[Dataset entries]

_____

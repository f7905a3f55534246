//! The russh `client::Handler` implementation: host-key verification and the
//! server-initiated callback for `socks-remote`/`remote` forwarded channels.

use std::sync::Arc;

use parking_lot::RwLock;
use russh::client;
use russh::keys::PublicKey;
use tracing::{info, warn};

use super::error::SshError;
use super::known_hosts::HostKeyVerifier;
use crate::forwarding::RemoteTarget;

/// Per-hop handler. Strict hops carry a verifier and reject anything it
/// doesn't accept; permissive hops carry `None` and accept whatever key the
/// server presents, without ever recording it.
///
/// `remote_target` is shared with this session's `HandleController` so the
/// forwarding engine can tell a live connection, after the fact, what to do
/// with channels the server opens back at us (`remote`/`socks-remote`).
pub struct ClientHandler {
    host: String,
    port: u16,
    verifier: Option<Arc<HostKeyVerifier>>,
    remote_target: Arc<RwLock<Option<RemoteTarget>>>,
}

impl ClientHandler {
    pub fn new(
        host: String,
        port: u16,
        verifier: Option<Arc<HostKeyVerifier>>,
        remote_target: Arc<RwLock<Option<RemoteTarget>>>,
    ) -> Self {
        Self { host, port, verifier, remote_target }
    }
}

impl client::Handler for ClientHandler {
    type Error = SshError;

    async fn check_server_key(&mut self, server_public_key: &PublicKey) -> Result<bool, Self::Error> {
        match &self.verifier {
            Some(verifier) => match verifier.verify(&self.host, self.port, server_public_key) {
                Ok(()) => {
                    info!("host key verified for {}:{}", self.host, self.port);
                    Ok(true)
                }
                Err(e) => Err(SshError::HostKeyRejected(e.to_string())),
            },
            None => {
                warn!(
                    "permissive mode: accepting host key for {}:{} without recording it",
                    self.host, self.port
                );
                Ok(true)
            }
        }
    }

    async fn server_channel_open_forwarded_tcpip(
        &mut self,
        channel: russh::Channel<client::Msg>,
        connected_address: &str,
        connected_port: u32,
        originator_address: &str,
        originator_port: u32,
        _session: &mut client::Session,
    ) -> Result<(), Self::Error> {
        info!(
            "forwarded-tcpip channel opened: {}:{} from {}:{}",
            connected_address, connected_port, originator_address, originator_port
        );

        let target = self.remote_target.read().clone();
        match target {
            Some(RemoteTarget::Fixed { endpoint, stats, shutdown }) => {
                let mut shutdown_rx = shutdown.subscribe();
                tokio::spawn(async move {
                    crate::forwarding::remote::handle_fixed_forward(channel, &endpoint, stats, &mut shutdown_rx)
                        .await;
                });
            }
            Some(RemoteTarget::Socks { stats, shutdown }) => {
                let mut shutdown_rx = shutdown.subscribe();
                tokio::spawn(async move {
                    crate::forwarding::remote::handle_socks_forward(channel, stats, &mut shutdown_rx).await;
                });
            }
            None => {
                warn!(
                    "unsolicited forwarded-tcpip channel for {}:{}; no tunnel is listening for it",
                    connected_address, connected_port
                );
            }
        }

        Ok(())
    }
}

_____

Every line above that holds the string "RwLock" counts once. State how many such lines there are, as a number alone.

3